*Task directions:* Using the listing below, select the lines with the word "struct" and copy them.
[Information shown]
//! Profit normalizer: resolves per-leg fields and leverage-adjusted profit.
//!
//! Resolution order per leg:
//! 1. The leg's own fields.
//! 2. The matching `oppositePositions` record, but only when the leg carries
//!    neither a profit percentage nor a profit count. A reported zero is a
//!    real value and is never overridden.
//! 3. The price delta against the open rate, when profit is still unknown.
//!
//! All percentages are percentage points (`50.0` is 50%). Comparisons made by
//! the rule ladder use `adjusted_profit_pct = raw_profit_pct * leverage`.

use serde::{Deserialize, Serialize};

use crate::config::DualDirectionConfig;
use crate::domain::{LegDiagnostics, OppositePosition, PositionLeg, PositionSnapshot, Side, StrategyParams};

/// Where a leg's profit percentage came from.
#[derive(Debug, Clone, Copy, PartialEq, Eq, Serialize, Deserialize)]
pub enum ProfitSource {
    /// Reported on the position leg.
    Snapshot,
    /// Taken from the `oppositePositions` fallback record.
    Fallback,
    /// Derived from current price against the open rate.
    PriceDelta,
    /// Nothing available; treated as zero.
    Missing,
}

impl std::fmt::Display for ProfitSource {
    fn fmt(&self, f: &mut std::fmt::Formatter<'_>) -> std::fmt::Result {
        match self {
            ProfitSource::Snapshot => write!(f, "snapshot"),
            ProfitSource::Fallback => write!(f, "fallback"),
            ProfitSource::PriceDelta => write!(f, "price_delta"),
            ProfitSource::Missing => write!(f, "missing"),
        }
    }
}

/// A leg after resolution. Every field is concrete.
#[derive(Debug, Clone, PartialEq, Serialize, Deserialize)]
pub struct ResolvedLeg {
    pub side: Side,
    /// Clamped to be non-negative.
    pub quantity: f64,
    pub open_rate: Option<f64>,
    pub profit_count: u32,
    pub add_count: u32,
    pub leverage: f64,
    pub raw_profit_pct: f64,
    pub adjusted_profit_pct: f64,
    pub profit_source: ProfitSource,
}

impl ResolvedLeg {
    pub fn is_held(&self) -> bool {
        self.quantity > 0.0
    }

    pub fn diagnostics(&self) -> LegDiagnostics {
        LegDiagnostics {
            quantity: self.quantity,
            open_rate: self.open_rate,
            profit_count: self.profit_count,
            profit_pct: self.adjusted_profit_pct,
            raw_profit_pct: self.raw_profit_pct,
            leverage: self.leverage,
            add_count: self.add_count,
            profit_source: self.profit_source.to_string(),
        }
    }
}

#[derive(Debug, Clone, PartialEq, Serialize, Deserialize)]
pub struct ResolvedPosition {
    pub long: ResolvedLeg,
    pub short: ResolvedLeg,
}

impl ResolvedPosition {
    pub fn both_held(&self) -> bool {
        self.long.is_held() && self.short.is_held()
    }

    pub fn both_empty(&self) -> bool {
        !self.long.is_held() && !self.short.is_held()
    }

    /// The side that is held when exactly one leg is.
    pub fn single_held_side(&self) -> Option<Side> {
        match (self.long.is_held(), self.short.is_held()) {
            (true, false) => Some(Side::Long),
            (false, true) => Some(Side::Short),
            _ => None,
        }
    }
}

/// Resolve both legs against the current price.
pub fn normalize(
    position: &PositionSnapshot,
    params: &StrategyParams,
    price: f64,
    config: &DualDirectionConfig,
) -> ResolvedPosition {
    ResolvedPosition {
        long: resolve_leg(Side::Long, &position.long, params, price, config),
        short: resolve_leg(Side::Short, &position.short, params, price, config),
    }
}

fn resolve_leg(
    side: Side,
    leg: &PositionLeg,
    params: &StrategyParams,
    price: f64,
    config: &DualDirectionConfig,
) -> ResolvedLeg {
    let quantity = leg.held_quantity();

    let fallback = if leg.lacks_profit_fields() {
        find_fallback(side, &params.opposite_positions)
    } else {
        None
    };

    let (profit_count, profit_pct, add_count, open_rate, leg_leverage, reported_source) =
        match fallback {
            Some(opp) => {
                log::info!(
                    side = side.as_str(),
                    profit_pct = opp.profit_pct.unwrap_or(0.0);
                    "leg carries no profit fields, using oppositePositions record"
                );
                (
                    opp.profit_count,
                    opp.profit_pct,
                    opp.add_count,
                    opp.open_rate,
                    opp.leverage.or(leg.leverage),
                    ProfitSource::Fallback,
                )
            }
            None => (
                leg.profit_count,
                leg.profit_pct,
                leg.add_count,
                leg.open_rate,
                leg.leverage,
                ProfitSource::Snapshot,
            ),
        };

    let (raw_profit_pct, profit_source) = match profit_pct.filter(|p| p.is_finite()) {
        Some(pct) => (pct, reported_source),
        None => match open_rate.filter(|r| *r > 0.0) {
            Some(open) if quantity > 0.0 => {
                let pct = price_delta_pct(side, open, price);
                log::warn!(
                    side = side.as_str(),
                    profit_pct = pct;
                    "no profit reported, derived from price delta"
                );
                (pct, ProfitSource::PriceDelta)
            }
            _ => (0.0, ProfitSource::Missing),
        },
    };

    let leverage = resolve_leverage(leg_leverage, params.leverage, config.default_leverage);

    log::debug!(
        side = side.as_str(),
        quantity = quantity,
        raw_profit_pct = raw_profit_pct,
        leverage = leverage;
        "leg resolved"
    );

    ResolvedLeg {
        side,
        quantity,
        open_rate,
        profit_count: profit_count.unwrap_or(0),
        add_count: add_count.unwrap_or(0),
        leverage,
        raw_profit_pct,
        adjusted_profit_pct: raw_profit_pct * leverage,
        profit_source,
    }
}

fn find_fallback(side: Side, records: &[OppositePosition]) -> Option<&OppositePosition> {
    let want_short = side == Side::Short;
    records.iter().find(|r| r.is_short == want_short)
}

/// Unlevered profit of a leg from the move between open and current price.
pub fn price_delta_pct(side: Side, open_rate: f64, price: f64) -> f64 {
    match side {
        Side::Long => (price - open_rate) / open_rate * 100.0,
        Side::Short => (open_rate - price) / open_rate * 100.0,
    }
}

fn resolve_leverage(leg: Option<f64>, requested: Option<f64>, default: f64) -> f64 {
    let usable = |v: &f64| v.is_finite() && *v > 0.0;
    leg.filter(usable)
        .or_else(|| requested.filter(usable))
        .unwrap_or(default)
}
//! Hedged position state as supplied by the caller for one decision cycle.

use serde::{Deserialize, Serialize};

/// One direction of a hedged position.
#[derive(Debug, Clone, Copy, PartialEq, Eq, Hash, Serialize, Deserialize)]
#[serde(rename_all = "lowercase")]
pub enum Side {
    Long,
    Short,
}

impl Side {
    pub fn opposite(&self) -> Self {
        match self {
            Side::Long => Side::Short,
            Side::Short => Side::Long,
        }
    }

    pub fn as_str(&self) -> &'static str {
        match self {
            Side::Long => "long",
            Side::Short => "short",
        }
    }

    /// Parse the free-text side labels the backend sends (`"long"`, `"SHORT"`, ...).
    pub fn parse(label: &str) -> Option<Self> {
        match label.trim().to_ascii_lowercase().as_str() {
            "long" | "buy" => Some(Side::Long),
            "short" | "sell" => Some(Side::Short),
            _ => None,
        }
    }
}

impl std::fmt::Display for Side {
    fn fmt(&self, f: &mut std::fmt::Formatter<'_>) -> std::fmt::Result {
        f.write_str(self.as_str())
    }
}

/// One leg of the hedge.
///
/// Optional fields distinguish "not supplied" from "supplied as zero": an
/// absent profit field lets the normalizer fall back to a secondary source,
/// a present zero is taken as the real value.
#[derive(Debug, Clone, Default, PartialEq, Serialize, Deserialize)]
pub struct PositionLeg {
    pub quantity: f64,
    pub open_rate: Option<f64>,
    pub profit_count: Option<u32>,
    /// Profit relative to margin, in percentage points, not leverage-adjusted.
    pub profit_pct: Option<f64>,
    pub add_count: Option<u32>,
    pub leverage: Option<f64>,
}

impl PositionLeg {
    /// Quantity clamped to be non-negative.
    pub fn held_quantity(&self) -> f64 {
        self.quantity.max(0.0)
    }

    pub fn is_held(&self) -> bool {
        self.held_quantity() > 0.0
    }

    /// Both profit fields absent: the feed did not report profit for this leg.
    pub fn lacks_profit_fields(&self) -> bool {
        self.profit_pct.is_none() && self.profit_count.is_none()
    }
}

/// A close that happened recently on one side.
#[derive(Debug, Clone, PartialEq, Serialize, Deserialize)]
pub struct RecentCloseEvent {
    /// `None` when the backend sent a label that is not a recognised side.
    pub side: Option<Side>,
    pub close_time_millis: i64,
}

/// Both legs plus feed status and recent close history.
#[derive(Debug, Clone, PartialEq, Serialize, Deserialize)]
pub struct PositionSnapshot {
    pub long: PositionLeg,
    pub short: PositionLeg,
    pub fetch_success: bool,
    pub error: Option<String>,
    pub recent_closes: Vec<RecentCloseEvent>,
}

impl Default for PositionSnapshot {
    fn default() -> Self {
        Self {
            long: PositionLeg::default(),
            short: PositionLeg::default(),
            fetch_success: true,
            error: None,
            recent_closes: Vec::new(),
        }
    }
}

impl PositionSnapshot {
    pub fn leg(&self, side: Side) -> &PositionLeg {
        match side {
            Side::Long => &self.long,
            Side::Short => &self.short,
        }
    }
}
[/Information shown]
*Response:*
pub struct ResolvedLeg {
pub struct ResolvedPosition {
pub struct PositionLeg {
pub struct RecentCloseEvent {
pub struct PositionSnapshot {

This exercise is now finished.